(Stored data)
::::

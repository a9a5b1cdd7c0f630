// Copyright 2020-2026 the eppaurora developers
// Licensed under the GPL version 3.

/*! The Fang et al. (2010) mono-energetic electron parametrization and its
spectral integrators.

Fang et al. (2010; DOI:10.1029/2010GL045406) parametrize the dissipation of a
mono-energetic electron beam. Profiles for an arbitrary electron spectrum are
then obtained by quadrature of the energy-weighted mono-energetic profile
over the spectrum,

```text
∫ φ(E) q(E) E dE
```

either against externally supplied spectrum bins ([`fang2010_spec_int`]) or
against a Maxwellian sampled on an internal log-spaced energy grid
([`MaxwellianIntegration`], [`fang2010_maxw_int`]).

*/

use ndarray::{Array1, ArrayView1};
use slog::Logger;

use super::{AtmosphereColumn, DissipationFunction, Result, ShapeError};
use integrate::{log_spaced, trapz};
use poly::{self, POLY_F2010};
use spectra::maxwell_pflux;

/// The Fang et al. (2010) mono-energetic parametrization, bound to a
/// coefficient table (default [`poly::POLY_F2010`]).
#[derive(Copy, Clone, Debug, PartialEq)]
pub struct Fang2010Mono {
    pij: &'static [[f64; 4]; 8],
}

impl Fang2010Mono {
    /// Create the model with the published coefficient table.
    pub fn new() -> Self {
        Fang2010Mono { pij: &POLY_F2010 }
    }

    /// Substitute a different coefficient table.
    pub fn with_coefficients(mut self, pij: &'static [[f64; 4]; 8]) -> Self {
        self.pij = pij;
        self
    }

    /// The energy-dependent model coefficients, Fang et al. (2010) Eq. (5).
    pub fn coefficients(&self, energy: f64) -> [f64; 8] {
        poly::model_coefficients(self.pij, energy)
    }

    // Fang et al. (2008), Eq. (6); Fang et al. (2010), Eq. (4).
    fn f_y(c: &[f64; 8], y: f64) -> f64 {
        c[0] * y.powf(c[1]) * (-c[2] * y.powf(c[3])).exp()
            + c[4] * y.powf(c[5]) * (-c[6] * y.powf(c[7])).exp()
    }

    fn dissipation_with(c: &[f64; 8], energy: f64, flux: f64, scale_height: f64, rho: f64) -> f64 {
        // Fang et al. (2010), Eq. (1).
        let y = 2. / energy * (rho * scale_height / 6e-6).powf(0.7);
        // Fang et al. (2008), Eq. (2).
        Fang2010Mono::f_y(c, y) * flux / scale_height
    }
}

impl Default for Fang2010Mono {
    fn default() -> Self {
        Fang2010Mono::new()
    }
}

impl DissipationFunction for Fang2010Mono {
    fn dissipation(&self, energy: f64, flux: f64, scale_height: f64, rho: f64) -> f64 {
        let c = self.coefficients(energy);
        Fang2010Mono::dissipation_with(&c, energy, flux, scale_height, rho)
    }

    fn profile(&self, energy: f64, flux: f64, atm: &AtmosphereColumn) -> Array1<f64> {
        let c = self.coefficients(energy);
        let mut en_diss = Array1::zeros(atm.len());

        for (i, (&h, &r)) in atm
            .scale_height()
            .iter()
            .zip(atm.rho().iter())
            .enumerate()
        {
            en_diss[i] = Fang2010Mono::dissipation_with(&c, energy, flux, h, r);
        }

        en_diss
    }
}

/// Mono-energetic electron energy dissipation after Fang et al. (2010), with
/// the published coefficient table.
///
/// `energy` [keV], `flux` [keV cm⁻² s⁻¹], `scale_height` [cm], `rho`
/// [g cm⁻³]; returns keV cm⁻³ s⁻¹. Non-positive inputs produce NaN/inf.
pub fn fang2010_mono(energy: f64, flux: f64, scale_height: f64, rho: f64) -> f64 {
    Fang2010Mono::new().dissipation(energy, flux, scale_height, rho)
}

/// Integrate the mono-energetic parametrization over a binned spectrum.
///
/// `ens` holds the central bin energies [keV] and `dfluxes` the differential
/// particle fluxes [keV⁻¹ cm⁻² s⁻¹] in those bins; the two must have the
/// same length or the call fails with a [`ShapeError`]. `ens` is assumed
/// sorted ascending (unchecked, as in the reference formulation). Returns
/// one dissipated-energy value per altitude sample of `atm`.
pub fn fang2010_spec_int(
    model: &Fang2010Mono,
    log: &Logger,
    ens: ArrayView1<f64>,
    dfluxes: ArrayView1<f64>,
    atm: &AtmosphereColumn,
) -> Result<Array1<f64>> {
    if dfluxes.len() != ens.len() {
        return Err(ShapeError::mismatch("dfluxes", ens.len(), dfluxes.len()));
    }

    trace!(log, "integrating electron spectrum";
           "nbins" => ens.len(), "naltitudes" => atm.len());

    // The model coefficients depend only on the energy, so expand them over
    // the whole grid up front.
    let grid = poly::model_coefficients_grid(model.pij, ens);
    let cs: Vec<[f64; 8]> = (0..ens.len())
        .map(|k| {
            let mut ck = [0_f64; 8];
            for (i, c) in ck.iter_mut().enumerate() {
                *c = grid[[i, k]];
            }
            ck
        })
        .collect();

    let mut weighted = Array1::zeros(ens.len());
    let mut en_diss = Array1::zeros(atm.len());

    for (j, (&h, &r)) in atm
        .scale_height()
        .iter()
        .zip(atm.rho().iter())
        .enumerate()
    {
        for (k, &en) in ens.iter().enumerate() {
            weighted[k] = Fang2010Mono::dissipation_with(&cs[k], en, dfluxes[k], h, r) * en;
        }
        en_diss[j] = trapz(ens, weighted.view())?;
    }

    Ok(en_diss)
}

/// Builder for integrating the Fang et al. (2010) parametrization over a
/// Maxwellian electron population.
///
/// The defaults integrate 128 log-spaced samples between 0.1 and 300 keV.
/// Make sure the bounds bracket the bulk of the Maxwellian for your
/// characteristic energy; the quadrature silently underestimates the total
/// dissipation otherwise.
#[derive(Copy, Clone, Debug, PartialEq)]
pub struct MaxwellianIntegration {
    energy: f64,
    flux: f64,
    bounds: (f64, f64),
    nstep: usize,
}

impl MaxwellianIntegration {
    /// Set up an integration for a population of the given characteristic
    /// energy E₀ [keV] and integrated energy flux Q₀ [keV cm⁻² s⁻¹].
    pub fn new(energy: f64, flux: f64) -> Self {
        MaxwellianIntegration {
            energy,
            flux,
            bounds: (0.1, 300.),
            nstep: 128,
        }
    }

    /// Alter the integration range [keV].
    pub fn bounds(mut self, lo: f64, hi: f64) -> Self {
        self.bounds = (lo, hi);
        self
    }

    /// Alter the number of energy-grid samples.
    pub fn nstep(mut self, nstep: usize) -> Self {
        self.nstep = nstep;
        self
    }

    /// Run the quadrature, returning one dissipated-energy value
    /// [keV cm⁻³ s⁻¹] per altitude sample.
    pub fn compute(
        &self,
        model: &Fang2010Mono,
        log: &Logger,
        atm: &AtmosphereColumn,
    ) -> Result<Array1<f64>> {
        trace!(log, "beginning Maxwellian integration";
               "e0" => self.energy, "q0" => self.flux,
               "lo" => self.bounds.0, "hi" => self.bounds.1, "nstep" => self.nstep);

        let ens = log_spaced(self.bounds.0, self.bounds.1, self.nstep);
        let dflux = ens.mapv(|en| self.flux * maxwell_pflux(en, self.energy));
        fang2010_spec_int(model, log, ens.view(), dflux.view(), atm)
    }
}

/// Integrate the mono-energetic parametrization over a Maxwellian with the
/// default grid (128 samples, 0.1–300 keV).
///
/// `energy` is the characteristic energy E₀ [keV] of the Maxwellian and
/// `flux` the integrated energy flux Q₀ [keV cm⁻² s⁻¹]; see
/// [`MaxwellianIntegration`] to alter the grid.
pub fn fang2010_maxw_int(
    model: &Fang2010Mono,
    log: &Logger,
    energy: f64,
    flux: f64,
    atm: &AtmosphereColumn,
) -> Result<Array1<f64>> {
    MaxwellianIntegration::new(energy, flux).compute(model, log, atm)
}
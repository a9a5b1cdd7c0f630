// Copyright 2020-2026 the eppaurora developers
// Licensed under the GPL version 3.

/*! Maxwellian particle precipitation spectra.

The spectral shapes used to turn a mono-energetic parametrization into one
for a full particle population, as defined in Fang et al. (2008), Eq. (1).

*/

/// Maxwellian number flux spectrum, `E exp(-E / E₀)` (unnormalized).
///
/// `en` is the energy [keV] and `en_0` the characteristic energy, i.e. the
/// mode of the distribution [keV].
pub fn maxwell_general(en: f64, en_0: f64) -> f64 {
    en * (-en / en_0).exp()
}

/// Maxwellian differential particle flux spectrum, scaled to unit total
/// energy flux.
///
/// Normalized such that `∫₀^∞ E φ(E) dE = 1`; multiply by the integrated
/// energy flux Q₀ [keV cm⁻² s⁻¹] to recover the hemispherical differential
/// particle flux in keV⁻¹ cm⁻² s⁻¹.
pub fn maxwell_pflux(en: f64, en_0: f64) -> f64 {
    0.5 / en_0.powi(3) * maxwell_general(en, en_0)
}

#[cfg(test)]
mod tests {
    use integrate::{log_spaced, trapz};
    use ndarray::Array1;

    use super::{maxwell_general, maxwell_pflux};

    #[test]
    fn test_mode_at_characteristic_energy() {
        // dφ/dE = 0 at E = E₀.
        let en_0 = 10.;
        let at_mode = maxwell_general(en_0, en_0);
        assert!(at_mode > maxwell_general(en_0 * 0.99, en_0));
        assert!(at_mode > maxwell_general(en_0 * 1.01, en_0));
    }

    #[test]
    fn test_unit_energy_flux_normalization() {
        // ∫ E φ(E) dE over a range generously bracketing E₀ = 10 keV.
        let ens = log_spaced(1e-4, 1e4, 4096);
        let weighted = Array1::from_iter(ens.iter().map(|&en| en * maxwell_pflux(en, 10.)));
        let total = trapz(ens.view(), weighted.view()).unwrap();
        assert_approx_eq!(total, 1., 1e-3);
    }
}
// Copyright 2020-2026 the eppaurora developers
// Licensed under the GPL version 3.

/*! Quadrature helpers for the spectral integrators.

The reference algorithm prescribes fixed-grid trapezoidal quadrature over the
energy axis, so that is all we provide; nothing adaptive is needed.

*/

use ndarray::{Array1, ArrayView1};

use super::{Result, ShapeError};

/// Trapezoidal quadrature of the samples `y` against the (possibly
/// non-uniformly spaced) abscissae `x`.
///
/// `x` is assumed to be sorted ascending; a descending ordering negates the
/// result, and anything non-monotonic is the caller's problem. Fewer than
/// two samples integrate to zero. A length mismatch is a [`ShapeError`].
pub fn trapz(x: ArrayView1<f64>, y: ArrayView1<f64>) -> Result<f64> {
    if y.len() != x.len() {
        return Err(ShapeError::mismatch("y", x.len(), y.len()));
    }

    let mut total = 0_f64;

    for k in 0..x.len().saturating_sub(1) {
        total += (x[k + 1] - x[k]) * (y[k + 1] + y[k]) / 2.;
    }

    Ok(total)
}

/// A logarithmically spaced grid of `n` samples from `lo` to `hi` inclusive.
///
/// Sample `i` is `10^(log₁₀ lo + i Δ)` with `Δ` chosen to land exactly on
/// `log₁₀ hi`; `n = 1` degenerates to just `[lo]`.
pub fn log_spaced(lo: f64, hi: f64, n: usize) -> Array1<f64> {
    let ll = lo.log10();
    let lh = hi.log10();

    if n == 1 {
        return Array1::from_vec(vec![lo]);
    }

    let step = (lh - ll) / (n - 1) as f64;
    Array1::from_iter((0..n).map(|i| 10_f64.powf(ll + i as f64 * step)))
}

#[cfg(test)]
mod tests {
    use ndarray::Array1;

    use super::{log_spaced, trapz};

    #[test]
    fn test_trapz_linear_is_exact() {
        let x = Array1::from_vec(vec![0., 0.5, 2., 3.]);
        let y = x.mapv(|v| 2. * v + 1.);
        // ∫ (2x + 1) dx over [0, 3] = 12.
        assert_approx_eq!(trapz(x.view(), y.view()).unwrap(), 12., 1e-12);
    }

    #[test]
    fn test_trapz_degenerate_and_mismatched() {
        let x = Array1::from_vec(vec![1.]);
        let y = Array1::from_vec(vec![42.]);
        assert_eq!(trapz(x.view(), y.view()).unwrap(), 0.);

        let y2 = Array1::from_vec(vec![1., 2.]);
        assert!(trapz(x.view(), y2.view()).is_err());
    }

    #[test]
    fn test_log_spaced_endpoints() {
        let g = log_spaced(0.1, 300., 128);
        assert_eq!(g.len(), 128);
        assert_approx_eq!(g[0], 0.1, 1e-12);
        assert_approx_eq!(g[127], 300., 300. * 1e-12);
        for k in 0..127 {
            assert!(g[k] < g[k + 1]);
        }

        assert_eq!(log_spaced(0.1, 300., 1).to_vec(), vec![0.1]);
    }
}
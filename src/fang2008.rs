// Copyright 2020-2026 the eppaurora developers
// Licensed under the GPL version 3.

/*! The Fang et al. (2008) Maxwellian-electron dissipation parametrization.

Fang et al. (2008; DOI:10.1029/2008JA013384) fit the energy dissipation of a
Maxwellian electron population directly, so no extra spectral integration is
needed: the characteristic energy of the distribution enters through the
polynomial coefficient expansion of the `poly` module.

*/

use ndarray::Array1;

use super::{AtmosphereColumn, DissipationFunction};
use poly::{self, POLY_F2008};

/// The Fang et al. (2008) parametrization, bound to a coefficient table.
///
/// The default table is [`poly::POLY_F2008`]; an alternative table with the
/// same layout can be substituted for experimentation.
#[derive(Copy, Clone, Debug, PartialEq)]
pub struct Fang2008 {
    pij: &'static [[f64; 4]; 8],
}

impl Fang2008 {
    /// Create the model with the published coefficient table.
    pub fn new() -> Self {
        Fang2008 { pij: &POLY_F2008 }
    }

    /// Substitute a different coefficient table.
    pub fn with_coefficients(mut self, pij: &'static [[f64; 4]; 8]) -> Self {
        self.pij = pij;
        self
    }

    /// The energy-dependent model coefficients, Fang et al. (2008) Eq. (7).
    pub fn coefficients(&self, energy: f64) -> [f64; 8] {
        poly::model_coefficients(self.pij, energy)
    }

    // Fang et al. (2008), Eq. (6).
    fn f_y(c: &[f64; 8], y: f64) -> f64 {
        c[0] * y.powf(c[1]) * (-c[2] * y.powf(c[3])).exp()
            + c[4] * y.powf(c[5]) * (-c[6] * y.powf(c[7])).exp()
    }

    fn dissipation_with(c: &[f64; 8], energy: f64, flux: f64, scale_height: f64, rho: f64) -> f64 {
        // Fang et al. (2008), Eq. (4).
        let y = (rho * scale_height / 4e-6).powf(1. / 1.65) / energy;
        // Fang et al. (2008), Eq. (2).
        0.5 * Fang2008::f_y(c, y) * flux / scale_height
    }
}

impl Default for Fang2008 {
    fn default() -> Self {
        Fang2008::new()
    }
}

impl DissipationFunction for Fang2008 {
    fn dissipation(&self, energy: f64, flux: f64, scale_height: f64, rho: f64) -> f64 {
        let c = self.coefficients(energy);
        Fang2008::dissipation_with(&c, energy, flux, scale_height, rho)
    }

    fn profile(&self, energy: f64, flux: f64, atm: &AtmosphereColumn) -> Array1<f64> {
        // The coefficients depend only on the energy; evaluate them once.
        let c = self.coefficients(energy);
        let mut en_diss = Array1::zeros(atm.len());

        for (i, (&h, &r)) in atm
            .scale_height()
            .iter()
            .zip(atm.rho().iter())
            .enumerate()
        {
            en_diss[i] = Fang2008::dissipation_with(&c, energy, flux, h, r);
        }

        en_diss
    }
}

/// Electron energy dissipation after Fang et al. (2008), with the published
/// coefficient table.
///
/// `energy` [keV], `flux` [keV cm⁻² s⁻¹], `scale_height` [cm], `rho`
/// [g cm⁻³]; returns keV cm⁻³ s⁻¹. Non-positive inputs produce NaN/inf.
pub fn fang2008(energy: f64, flux: f64, scale_height: f64, rho: f64) -> f64 {
    Fang2008::new().dissipation(energy, flux, scale_height, rho)
}

#[cfg(test)]
mod tests {
    use ndarray::Array1;

    use super::super::{AtmosphereColumn, DissipationFunction};
    use super::{fang2008, Fang2008};

    #[test]
    fn test_reference_point() {
        let v = fang2008(1., 1., 1e6, 1e-9);
        const EXPECTED: f64 = 3.7132906498482234e-10;
        assert_approx_eq!(v, EXPECTED, EXPECTED * 1e-9);

        let v = fang2008(10., 1., 6e5, 5e-10);
        const EXPECTED_AURORAL: f64 = 4.4425687506434986e-7;
        assert_approx_eq!(v, EXPECTED_AURORAL, EXPECTED_AURORAL * 1e-9);
    }

    #[test]
    fn test_profile_matches_scalar_calls() {
        let atm = AtmosphereColumn::from_slices(
            &[6e5, 27e5, 40e5],
            &[5e-10, 1.7e-12, 2.6e-13],
        ).unwrap();
        let model = Fang2008::new();

        let prof = model.profile(10., 1e8, &atm);
        assert_eq!(prof.len(), 3);
        for (i, (&h, &r)) in atm
            .scale_height()
            .iter()
            .zip(atm.rho().iter())
            .enumerate()
        {
            assert_eq!(prof[i], model.dissipation(10., 1e8, h, r));
        }
    }

    #[test]
    fn test_grid_broadcasts_single_flux() {
        let atm = AtmosphereColumn::from_slices(
            &[6e5, 27e5, 40e5],
            &[5e-10, 1.7e-12, 2.6e-13],
        ).unwrap();
        let ens = Array1::from_vec(vec![0.1, 1., 10., 100.]);
        let q = Array1::from_vec(vec![1.]);

        let grid = Fang2008::new()
            .profile_grid(ens.view(), q.view(), &atm)
            .unwrap();
        assert_eq!(grid.shape(), &[4, 3]);

        let bad = Array1::from_vec(vec![1., 1.]);
        assert!(Fang2008::new()
            .profile_grid(ens.view(), bad.view(), &atm)
            .is_err());
    }
}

::::

**Exercise:** The line containing "let bad = Array1::from_vec(vec![1., 1.]);" marks the start; retype it and each line after it through the end of the records above, exactly.

**Response:**
        let bad = Array1::from_vec(vec![1., 1.]);
        assert!(Fang2008::new()
            .profile_grid(ens.view(), bad.view(), &atm)
            .is_err());
    }
}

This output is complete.